[[ SOURCE MATERIAL open ]]
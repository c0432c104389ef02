//! Single-table user-data store for LearnByShorts.
//!
//! This crate is the imperative shell around `learnbyshorts_core`:
//! - `storage`: repository backends (`inmemory` by default, `dynamodb` behind a feature)
//! - `service`: the access-pattern layer every caller goes through
//! - `retry`: bounded exponential backoff for transient store errors
//! - `config`: environment-driven configuration

pub mod config;
pub mod error;
pub mod retry;
pub mod service;
pub mod storage;

pub use config::{Config, StoreConfig};
pub use error::AccessError;
pub use service::{AccessLayer, ClientContext, LoginOutcome};
//! Table configuration types (Functional Core - pure data).

use learnbyshorts_core::keyspace::keys;

/// Default table name used by every LearnByShorts environment.
pub const DEFAULT_TABLE_NAME: &str = "learnbyshorts-data";

/// Table schema configuration.
#[derive(Debug, Clone, PartialEq, Eq)]
pub struct TableConfig {
    pub table_name: String,
    pub partition_key: KeyAttribute,
    pub sort_key: Option<KeyAttribute>,
    pub gsis: Vec<GsiConfig>,
    pub billing_mode: BillingMode,
    /// Numeric epoch-seconds attribute DynamoDB expires items by.
    pub ttl_attribute: Option<String>,
    pub tags: Vec<Tag>,
}

/// A key attribute definition.
#[derive(Debug, Clone, PartialEq, Eq)]
pub struct KeyAttribute {
    pub name: String,
    pub attribute_type: AttributeType,
}

/// DynamoDB attribute types.
#[derive(Debug, Clone, Copy, PartialEq, Eq)]
pub enum AttributeType {
    String,
}

/// Global Secondary Index configuration.
#[derive(Debug, Clone, PartialEq, Eq)]
pub struct GsiConfig {
    pub name: String,
    pub partition_key: KeyAttribute,
    pub sort_key: Option<KeyAttribute>,
    pub projection: ProjectionType,
}

/// GSI projection type.
#[derive(Debug, Clone, PartialEq, Eq)]
pub enum ProjectionType {
    All,
}

/// Billing mode for the table.
#[derive(Debug, Clone, Copy, PartialEq, Eq)]
pub enum BillingMode {
    PayPerRequest,
}

/// A resource tag.
#[derive(Debug, Clone, PartialEq, Eq)]
pub struct Tag {
    pub key: String,
    pub value: String,
}

impl Tag {
    fn new(key: &str, value: &str) -> Self {
        Self {
            key: key.to_string(),
            value: value.to_string(),
        }
    }
}

impl TableConfig {
    /// Sets the table name.
    pub fn with_table_name(mut self, name: &str) -> Self {
        self.table_name = name.to_string();
        self
    }

    /// Sets the `Environment` tag, replacing any previous value.
    pub fn with_environment(mut self, environment: &str) -> Self {
        self.tags.retain(|tag| tag.key != "Environment");
        self.tags.push(Tag::new("Environment", environment));
        self
    }
}

fn string_key(name: &str) -> KeyAttribute {
    KeyAttribute {
        name: name.to_string(),
        attribute_type: AttributeType::String,
    }
}

/// Returns the canonical table configuration for the user-data table.
/// This is a pure function - no I/O.
pub fn learnbyshorts_table_config() -> TableConfig {
    TableConfig {
        table_name: DEFAULT_TABLE_NAME.to_string(),
        partition_key: string_key(keys::PK_ATTR),
        sort_key: Some(string_key(keys::SK_ATTR)),
        gsis: vec![GsiConfig {
            name: keys::IDENTITY_INDEX_NAME.to_string(),
            partition_key: string_key(keys::INDEX_PK_ATTR),
            sort_key: Some(string_key(keys::INDEX_SK_ATTR)),
            projection: ProjectionType::All,
        }],
        billing_mode: BillingMode::PayPerRequest,
        ttl_attribute: Some(keys::TTL_ATTR.to_string()),
        tags: vec![Tag::new("Project", "LearnByShorts")],
    }
}
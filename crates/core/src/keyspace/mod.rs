mod codec;
mod error;
pub mod keys;

pub use codec::{decode, encode, DecodedKey, EncodedKeys, Entity, EntityKind, IdentityKey, IndexKeys};
pub use error::KeyspaceError;
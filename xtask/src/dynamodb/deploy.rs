//! Table deployment operations (Imperative Shell).

use super::client;
use super::config::{self, AttributeType, GsiConfig, KeyAttribute, TableConfig};
use super::error::{DynamodbError, Result};
use super::planning::{DeployPlan, DestroyPlan, GsiStatus, TableStatus};
use aws_sdk_dynamodb::types::{
    AttributeDefinition, BillingMode, CreateGlobalSecondaryIndexAction, GlobalSecondaryIndex,
    GlobalSecondaryIndexUpdate, KeySchemaElement, KeyType, Projection, ProjectionType,
    ScalarAttributeType, Tag, TimeToLiveSpecification,
};
use aws_sdk_dynamodb::Client;
use std::time::Duration;

/// Execute a deploy plan.
pub async fn execute_deploy_plan(client: &Client, plan: &DeployPlan) -> Result<()> {
    match plan {
        DeployPlan::CreateTable { config } => {
            create_table(client, config).await?;
            wait_for_table_active(client, &config.table_name).await?;
            if let Some(attribute) = &config.ttl_attribute {
                enable_ttl(client, &config.table_name, attribute).await?;
            }
        }
        DeployPlan::UpdateTable {
            table_name,
            gsis_to_add,
            enable_ttl: ttl,
        } => {
            // One index per update; DynamoDB rejects concurrent index creation.
            for gsi in gsis_to_add {
                add_gsi(client, table_name, gsi).await?;
                wait_for_table_active(client, table_name).await?;
            }
            if let Some(attribute) = ttl {
                enable_ttl(client, table_name, attribute).await?;
            }
        }
        DeployPlan::NoChanges { .. } => {}
    }
    Ok(())
}

/// Execute a destroy plan.
pub async fn execute_destroy_plan(client: &Client, plan: &DestroyPlan) -> Result<()> {
    if let DestroyPlan::DeleteTable { table_name } = plan {
        client
            .delete_table()
            .table_name(table_name)
            .send()
            .await
            .map_err(sdk_error)?;
    }
    Ok(())
}

async fn create_table(client: &Client, config: &TableConfig) -> Result<()> {
    let mut key_schema = vec![key_element(&config.partition_key, KeyType::Hash)?];
    let mut attributes = vec![&config.partition_key];

    if let Some(sk) = &config.sort_key {
        key_schema.push(key_element(sk, KeyType::Range)?);
        attributes.push(sk);
    }
    for gsi in &config.gsis {
        attributes.push(&gsi.partition_key);
        attributes.extend(&gsi.sort_key);
    }

    let mut request = client
        .create_table()
        .table_name(&config.table_name)
        .set_key_schema(Some(key_schema))
        .set_attribute_definitions(Some(attribute_definitions(&attributes)?))
        .billing_mode(to_billing_mode(config.billing_mode));

    for gsi in &config.gsis {
        request = request.global_secondary_indexes(
            GlobalSecondaryIndex::builder()
                .index_name(&gsi.name)
                .set_key_schema(Some(gsi_key_schema(gsi)?))
                .projection(projection(&gsi.projection))
                .build()
                .map_err(sdk_error)?,
        );
    }

    for tag in &config.tags {
        request = request.tags(
            Tag::builder()
                .key(&tag.key)
                .value(&tag.value)
                .build()
                .map_err(sdk_error)?,
        );
    }

    request.send().await.map_err(sdk_error)?;
    Ok(())
}

async fn add_gsi(client: &Client, table_name: &str, gsi: &GsiConfig) -> Result<()> {
    let mut attributes = vec![&gsi.partition_key];
    attributes.extend(&gsi.sort_key);

    client
        .update_table()
        .table_name(table_name)
        .set_attribute_definitions(Some(attribute_definitions(&attributes)?))
        .global_secondary_index_updates(
            GlobalSecondaryIndexUpdate::builder()
                .create(
                    CreateGlobalSecondaryIndexAction::builder()
                        .index_name(&gsi.name)
                        .set_key_schema(Some(gsi_key_schema(gsi)?))
                        .projection(projection(&gsi.projection))
                        .build()
                        .map_err(sdk_error)?,
                )
                .build(),
        )
        .send()
        .await
        .map_err(sdk_error)?;

    Ok(())
}

async fn enable_ttl(client: &Client, table_name: &str, attribute: &str) -> Result<()> {
    client
        .update_time_to_live()
        .table_name(table_name)
        .time_to_live_specification(
            TimeToLiveSpecification::builder()
                .enabled(true)
                .attribute_name(attribute)
                .build()
                .map_err(sdk_error)?,
        )
        .send()
        .await
        .map_err(sdk_error)?;
    Ok(())
}

async fn wait_for_table_active(client: &Client, table_name: &str) -> Result<()> {
    let max_attempts = 60;
    let delay = Duration::from_secs(2);

    for _ in 0..max_attempts {
        if let Some(state) = client::get_table_state(client, table_name).await? {
            let all_gsis_active = state.gsis.iter().all(|g| g.status == GsiStatus::Active);
            if state.status == TableStatus::Active && all_gsis_active {
                return Ok(());
            }
        }
        tokio::time::sleep(delay).await;
    }

    Err(DynamodbError::TableActivationTimeout)
}

fn key_element(key: &KeyAttribute, key_type: KeyType) -> Result<KeySchemaElement> {
    KeySchemaElement::builder()
        .attribute_name(&key.name)
        .key_type(key_type)
        .build()
        .map_err(sdk_error)
}

fn gsi_key_schema(gsi: &GsiConfig) -> Result<Vec<KeySchemaElement>> {
    let mut schema = vec![key_element(&gsi.partition_key, KeyType::Hash)?];
    if let Some(sk) = &gsi.sort_key {
        schema.push(key_element(sk, KeyType::Range)?);
    }
    Ok(schema)
}

/// One definition per distinct attribute name.
fn attribute_definitions(keys: &[&KeyAttribute]) -> Result<Vec<AttributeDefinition>> {
    let mut definitions: Vec<AttributeDefinition> = Vec::new();
    for key in keys {
        if definitions.iter().any(|d| d.attribute_name() == key.name) {
            continue;
        }
        definitions.push(
            AttributeDefinition::builder()
                .attribute_name(&key.name)
                .attribute_type(to_scalar_type(key.attribute_type))
                .build()
                .map_err(sdk_error)?,
        );
    }
    Ok(definitions)
}

fn projection(projection: &config::ProjectionType) -> Projection {
    let projection_type = match projection {
        config::ProjectionType::All => ProjectionType::All,
    };
    Projection::builder().projection_type(projection_type).build()
}

fn to_billing_mode(mode: config::BillingMode) -> BillingMode {
    match mode {
        config::BillingMode::PayPerRequest => BillingMode::PayPerRequest,
    }
}

fn to_scalar_type(attr_type: AttributeType) -> ScalarAttributeType {
    match attr_type {
        AttributeType::String => ScalarAttributeType::S,
    }
}

fn sdk_error(e: impl std::fmt::Display) -> DynamodbError {
    DynamodbError::AwsSdk(e.to_string())
}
[[ SOURCE MATERIAL closed ]]
**WHAT NEEDS TO BE DONE:** State the number of lines in the data that include the string "PayPerRequest", and add nothing else.

**REPLY:** 3